"Que désirez-vous ?" demande le serveur au restaurant.
Et chacun d'exprimer son désir, choix mûrement réfléchi à partir des possibilités de la carte et de ses envies personnelles. Mais peut-on dire que le désir d'un bon repas est de même nature que le désir envers une personne de l'autre sexe ou que le désir de Dieu ? Dans notre langage quotidien, il importe de mieux définir le besoin par rapport au désir, l'envie, l'excitation, la jalousie, la rivalité, la pulsion, bref tout ce qui nous pousse en avant, bon ou mauvais pour soi ou pour l'autre. Et comment articuler le désir avec l'amour ?
Le développement de la personne permet de préciser la nature et la genèse du désir. L'enfant n'aime pas ses parents, pas plus que don Juan n'aime les femmes. Il est en proie à des pulsions partielles, à des blessures perturbant la maturation du désir. Ce dernier s'unifie lentement durant l'adolescence en combinant pulsions et manques avec la volonté consciente. Il culmine en un désir de vivre, d'exister et d'être en relation avec autrui. La promulgation de la loi, sous la forme de l'interdit, permet de cultiver le désir, de le canaliser vers autrui. Alors le désir devient le fondement du couple.
Cet itinéraire accompli, ce désir durable de maintenir sa vie dans la cohérence et l'unité se heurte à l'insatisfaction car il se révèle infini, tué par sa propre possession du plaisir puis renaissant sans cesse. Aimer l'autre non plus pour soi, mais pour lui-même, devient alors un combat.
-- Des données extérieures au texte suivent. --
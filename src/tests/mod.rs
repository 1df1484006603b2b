//! Host-target tests for the dialog, panel and page wiring, run against the
//! in-memory document in [`fake_dom`].

pub mod fake_dom;

mod modal_prop_test;
use serde::Deserialize;
use wasm_bindgen::JsValue;

use crate::constants::{
    DEFAULT_DETAILS_SELECTOR, DEFAULT_LOCALE, DEFAULT_STATUS_SELECTOR, DEFAULT_TABLE_SELECTOR,
};
use crate::errors::ConfigError;

fn default_locale() -> String {
    DEFAULT_LOCALE.to_string()
}

fn default_status_selector() -> String {
    DEFAULT_STATUS_SELECTOR.to_string()
}

fn default_table_selector() -> String {
    DEFAULT_TABLE_SELECTOR.to_string()
}

fn default_details_selector() -> String {
    DEFAULT_DETAILS_SELECTOR.to_string()
}

/// Page configuration handed to `initJobsApp` / `initEventsApp` from the
/// hosting HTML page.
#[derive(Debug, Clone, PartialEq, Eq, Deserialize)]
#[serde(rename_all = "camelCase")]
pub struct AppConfig {
    pub data_url: String,
    #[serde(default = "default_locale")]
    pub locale: String,
    #[serde(default = "default_status_selector")]
    pub status_selector: String,
    #[serde(default = "default_table_selector")]
    pub table_selector: String,
    #[serde(default = "default_details_selector")]
    pub details_selector: String,
}

impl AppConfig {
    /// Config pointing at `data_url` with every other field defaulted.
    pub fn from_url(data_url: &str) -> Self {
        Self {
            data_url: data_url.to_string(),
            locale: default_locale(),
            status_selector: default_status_selector(),
            table_selector: default_table_selector(),
            details_selector: default_details_selector(),
        }
    }

    /// Read and validate the JS config object.
    pub fn from_js(value: JsValue) -> Result<Self, ConfigError> {
        let config: AppConfig =
            serde_wasm_bindgen::from_value(value).map_err(|e| ConfigError::Decode(e.to_string()))?;
        config.validate()
    }

    pub fn validate(self) -> Result<Self, ConfigError> {
        if self.data_url.trim().is_empty() {
            return Err(ConfigError::Invalid("dataUrl must not be empty".into()));
        }
        for (name, selector) in [
            ("statusSelector", &self.status_selector),
            ("tableSelector", &self.table_selector),
            ("detailsSelector", &self.details_selector),
        ] {
            if selector.trim().is_empty() {
                return Err(ConfigError::Invalid(format!("{} must not be empty", name)));
            }
        }
        Ok(self)
    }
}
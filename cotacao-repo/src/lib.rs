//! # Cotacao Repository
//!
//! SQLite adapter implementing the `ExchangeRepository` port.

pub mod sqlite;

mod types;


pub use sqlite::SqliteRepo;

/// Build and initialize a repository from a database URL.
///
/// This function:
/// 1. Connects to the database (creating the file if missing)
/// 2. Creates the `exchanges` table if absent
/// 3. Returns a ready-to-use `SqliteRepo`
///
/// # Examples
///
/// ```ignore
/// let repo = build_repo("sqlite://exchange.db?mode=rwc").await?;
/// ```
pub async fn build_repo(database_url: &str) -> anyhow::Result<SqliteRepo> {
    SqliteRepo::new(database_url).await
}
//! # Cotacao Server
//!
//! Binary that wires together all the components:
//! - Build the fixed configuration
//! - Open the SQLite store and ensure the table exists
//! - Create the quote service over the upstream adapter
//! - Start the HTTP server

mod config;

use clap::Parser;
use tracing_subscriber::{layer::SubscriberExt, util::SubscriberInitExt};

use cotacao_hex::{QuoteService, inbound::HttpServer};
use cotacao_repo::build_repo;
use exchange_rates::AwesomeApiProvider;

/// Serves `GET /cotacao` on port 8080. Takes no options.
#[derive(Parser)]
#[command(name = "cotacao-server")]
#[command(author, version, about, long_about = None)]
struct Cli {}

#[tokio::main]
async fn main() -> anyhow::Result<()> {
    let _ = Cli::parse();

    // .env may carry RUST_LOG
    dotenvy::dotenv().ok();

    tracing_subscriber::registry()
        .with(
            tracing_subscriber::EnvFilter::try_from_default_env()
                .unwrap_or_else(|_| "info,cotacao_app=debug,cotacao_hex=debug".into()),
        )
        .with(tracing_subscriber::fmt::layer())
        .init();

    let config = config::Config::default();

    tracing::info!("Starting cotacao server on port {}", config.port);
    tracing::info!("Using database: {}", config.database_url);
    tracing::info!("Upstream: {}", config.upstream_url);

    // Build repository (handles connection and table creation)
    let repo = build_repo(&config.database_url).await?;

    let provider = AwesomeApiProvider::new(config.upstream_url.clone());
    let service = QuoteService::new(provider, repo)
        .with_timeouts(config.fetch_timeout, config.insert_timeout);

    let server = HttpServer::new(service);
    server.run(&config.bind_addr()).await?;

    Ok(())
}
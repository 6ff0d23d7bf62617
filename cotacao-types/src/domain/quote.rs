use serde::{Deserialize, Serialize};

/// The slice of a server response the client cares about.
#[derive(Debug, Clone, PartialEq, Eq, Serialize, Deserialize)]
pub struct BidQuote {
    pub bid: String,
}

impl BidQuote {
    /// The single line written to the saved rate file.
    pub fn file_line(&self) -> String {
        format!("Dólar: {}\n", self.bid)
    }
}
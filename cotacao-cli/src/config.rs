//! Client configuration.

use std::path::PathBuf;
use std::time::Duration;

use cotacao_client::{DEFAULT_ENDPOINT, DEFAULT_TIMEOUT, OUTPUT_FILE};

/// Fixed client settings.
#[derive(Debug, Clone)]
pub struct ClientConfig {
    pub endpoint: String,
    pub timeout: Duration,
    pub output: PathBuf,
}

impl Default for ClientConfig {
    fn default() -> Self {
        Self {
            endpoint: DEFAULT_ENDPOINT.to_string(),
            timeout: DEFAULT_TIMEOUT,
            output: PathBuf::from(OUTPUT_FILE),
        }
    }
}
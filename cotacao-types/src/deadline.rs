//! Deadline passed explicitly into every outbound call.

use std::time::{Duration, Instant};

/// A fixed point in time after which an in-flight operation is abandoned.
///
/// Adapters receive a `Deadline` rather than a bare timeout so that a budget
/// derived once by the caller cannot be silently extended further down.
#[derive(Debug, Clone, Copy, PartialEq, Eq, PartialOrd, Ord)]
pub struct Deadline {
    at: Instant,
}

impl Deadline {
    /// A deadline `budget` from now.
    pub fn after(budget: Duration) -> Self {
        Self {
            at: Instant::now() + budget,
        }
    }

    /// A deadline at an absolute instant.
    pub fn at(at: Instant) -> Self {
        Self { at }
    }

    pub fn instant(&self) -> Instant {
        self.at
    }

    /// Time left before expiry, zero once elapsed.
    pub fn remaining(&self) -> Duration {
        self.at.saturating_duration_since(Instant::now())
    }

    pub fn has_elapsed(&self) -> bool {
        Instant::now() >= self.at
    }
}
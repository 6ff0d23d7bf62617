//! Upstream Exchange Rate Adapter
//!
//! Implements the `ExchangeRateProvider` port against the public
//! AwesomeAPI quote service, which answers
//! `GET /json/last/USD-BRL` with `{"USDBRL": { ... }}`.
//!
//! # Example
//! ```ignore
//! use cotacao_types::{Deadline, ExchangeRateProvider};
//! use exchange_rates::AwesomeApiProvider;
//!
//! let provider = AwesomeApiProvider::default();
//! let rate = provider.latest(Deadline::after(Duration::from_millis(200))).await?;
//! println!("bid: {}", rate.bid);
//! ```

use async_trait::async_trait;
use reqwest::Client;

use cotacao_types::{Deadline, ExchangeRate, ExchangeRateProvider, FetchError, UsdBrlEnvelope};

/// Public USD→BRL quote endpoint.
pub const AWESOME_API_ENDPOINT: &str = "https://economia.awesomeapi.com.br/json/last/USD-BRL";

/// HTTP client for the upstream rate provider.
pub struct AwesomeApiProvider {
    endpoint: String,
    http: Client,
}

impl AwesomeApiProvider {
    /// Creates a provider for the given endpoint.
    pub fn new(endpoint: impl Into<String>) -> Self {
        Self {
            endpoint: endpoint.into(),
            http: Client::new(),
        }
    }

    pub fn endpoint(&self) -> &str {
        &self.endpoint
    }

    async fn fetch(&self) -> Result<ExchangeRate, FetchError> {
        let resp = self
            .http
            .get(&self.endpoint)
            .send()
            .await
            .map_err(|e| FetchError::Transport(e.to_string()))?;

        // Status is not checked: an error page simply fails to decode.
        tracing::debug!(status = %resp.status(), "upstream responded");

        let body = resp
            .bytes()
            .await
            .map_err(|e| FetchError::Transport(e.to_string()))?;

        decode_envelope(&body)
    }
}

impl Default for AwesomeApiProvider {
    fn default() -> Self {
        Self::new(AWESOME_API_ENDPOINT)
    }
}

/// Decodes an upstream body into the USD→BRL record.
pub fn decode_envelope(body: &[u8]) -> Result<ExchangeRate, FetchError> {
    serde_json::from_slice::<UsdBrlEnvelope>(body)
        .map(UsdBrlEnvelope::into_rate)
        .map_err(|e| FetchError::Decode(e.to_string()))
}

#[async_trait]
impl ExchangeRateProvider for AwesomeApiProvider {
    #[tracing::instrument(skip(self), fields(endpoint = %self.endpoint))]
    async fn latest(&self, deadline: Deadline) -> Result<ExchangeRate, FetchError> {
        if deadline.has_elapsed() {
            return Err(FetchError::DeadlineExceeded);
        }

        let at = tokio::time::Instant::from_std(deadline.instant());
        tokio::time::timeout_at(at, self.fetch())
            .await
            .map_err(|_| FetchError::DeadlineExceeded)?
    }
}

// ─────────────────────────────────────────────────────────────────────────────
// Tests
// ─────────────────────────────────────────────────────────────────────────────
//! HTTP Server configuration and startup.

use std::sync::Arc;

use axum::{Router, routing::get};
use tower_http::trace::TraceLayer;

use cotacao_types::{ExchangeRateProvider, ExchangeRepository};

use super::handlers::{self, AppState};
use crate::QuoteService;

/// HTTP Server for the quote relay.
pub struct HttpServer<P: ExchangeRateProvider, R: ExchangeRepository> {
    state: Arc<AppState<P, R>>,
}

impl<P: ExchangeRateProvider, R: ExchangeRepository> HttpServer<P, R> {
    /// Creates a new HTTP server with the given service.
    pub fn new(service: QuoteService<P, R>) -> Self {
        Self {
            state: Arc::new(AppState { service }),
        }
    }

    pub fn service(&self) -> &QuoteService<P, R> {
        &self.state.service
    }

    /// Builds the Axum router.
    pub fn router(&self) -> Router {
        Router::new()
            .route("/cotacao", get(handlers::cotacao::<P, R>))
            .layer(TraceLayer::new_for_http())
            .with_state(self.state.clone())
    }

    /// Runs the server on the given address with graceful shutdown.
    pub async fn run(self, addr: &str) -> anyhow::Result<()> {
        let listener = tokio::net::TcpListener::bind(addr).await?;
        tracing::info!("Server listening on {}", listener.local_addr()?);

        axum::serve(listener, self.router())
            .with_graceful_shutdown(shutdown_signal())
            .await?;

        Ok(())
    }
}

async fn shutdown_signal() {
    let ctrl_c = async {
        tokio::signal::ctrl_c()
            .await
            .expect("failed to install Ctrl+C handler");
    };

    #[cfg(unix)]
    let terminate = async {
        tokio::signal::unix::signal(tokio::signal::unix::SignalKind::terminate())
            .expect("failed to install signal handler")
            .recv()
            .await;
    };

    #[cfg(not(unix))]
    let terminate = std::future::pending::<()>();

    tokio::select! {
        _ = ctrl_c => {},
        _ = terminate => {},
    }

    tracing::info!("Shutdown signal received, starting graceful shutdown...");
}
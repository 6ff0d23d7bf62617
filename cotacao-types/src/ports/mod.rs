//! Port traits (interfaces for adapters).
//!
//! The service layer depends on these traits, not on reqwest or sqlx.

mod exchange;
mod repository;

pub use exchange::ExchangeRateProvider;
pub use repository::ExchangeRepository;
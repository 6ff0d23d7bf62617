//! # Cotacao Hex
//!
//! Application service layer and HTTP adapter for the rate relay.
//!
//! ## Architecture
//!
//! - `service/` - Fetch → map → persist chain under two independent deadlines
//! - `inbound/` - HTTP adapter (Axum server)
//!
//! The service is generic over `P: ExchangeRateProvider` and
//! `R: ExchangeRepository`, so tests inject in-memory ports.

pub mod inbound;
pub mod service;


pub use service::QuoteService;
//! HTTP Inbound Adapter
//!
//! Axum-based HTTP server that drives the application layer.

mod handlers;
mod server;

pub use handlers::ApiError;
pub use server::HttpServer;
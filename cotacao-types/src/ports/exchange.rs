//! Exchange rate provider port.
//!
//! Implementations can be HTTP clients, canned providers for tests, etc.

use crate::{Deadline, ExchangeRate, FetchError};

/// Port trait for the upstream rate provider.
#[async_trait::async_trait]
pub trait ExchangeRateProvider: Send + Sync + 'static {
    /// Fetches the current USD→BRL quote.
    ///
    /// Must give up with `FetchError::DeadlineExceeded` once `deadline` passes.
    async fn latest(&self, deadline: Deadline) -> Result<ExchangeRate, FetchError>;
}
//! Database row structs.

use sqlx::FromRow;

use cotacao_types::{ExchangeRecord, StoredExchangeRecord};

/// Row from the `exchanges` table.
#[derive(FromRow)]
pub struct DbExchangeRecord {
    pub id: i64,
    pub code: String,
    pub code_in: String,
    pub name: String,
    pub high: String,
    pub low: String,
    pub var_bid: String,
    pub pct_change: String,
    pub bid: String,
    pub ask: String,
    pub timestamp: String,
    pub create_date: String,
}

impl DbExchangeRecord {
    pub fn into_domain(self) -> StoredExchangeRecord {
        StoredExchangeRecord {
            id: self.id,
            record: ExchangeRecord {
                code: self.code,
                code_in: self.code_in,
                name: self.name,
                high: self.high,
                low: self.low,
                var_bid: self.var_bid,
                pct_change: self.pct_change,
                bid: self.bid,
                ask: self.ask,
                timestamp: self.timestamp,
                create_date: self.create_date,
            },
        }
    }
}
Le désir dévorant peut déboucher sur la destruction, tandis que le désir, renonçant à la possession de l'objet ou de l'autre, peut mener à l'épanouissement. Ambivalence du désir, tantôt égoïste (eros), tantôt altruiste (agapè), toujours infini.
Cette soif inextinguible du désir ne peut être étanchée que par la source du désir: Dieu, qui en est le maître, Jésus la désire lui aussi, de la même manière que Yahweh a désiré Jérusalem, figure de l'Eglise à venir. Jésus a connu l'épreuve du manque. Ses disciples l'ont cherché alors qu'il adressait à Dieu une prière ardente, tout comme ils continuent à le chercher depuis la Pentecôte. Mais pour que le désir de Jésus devienne le nôtre, encore faut-il dire avec lui: " J'ai ardemment désiré manger cette Pâque avec vous avant de souffrir " (Luc 22,15).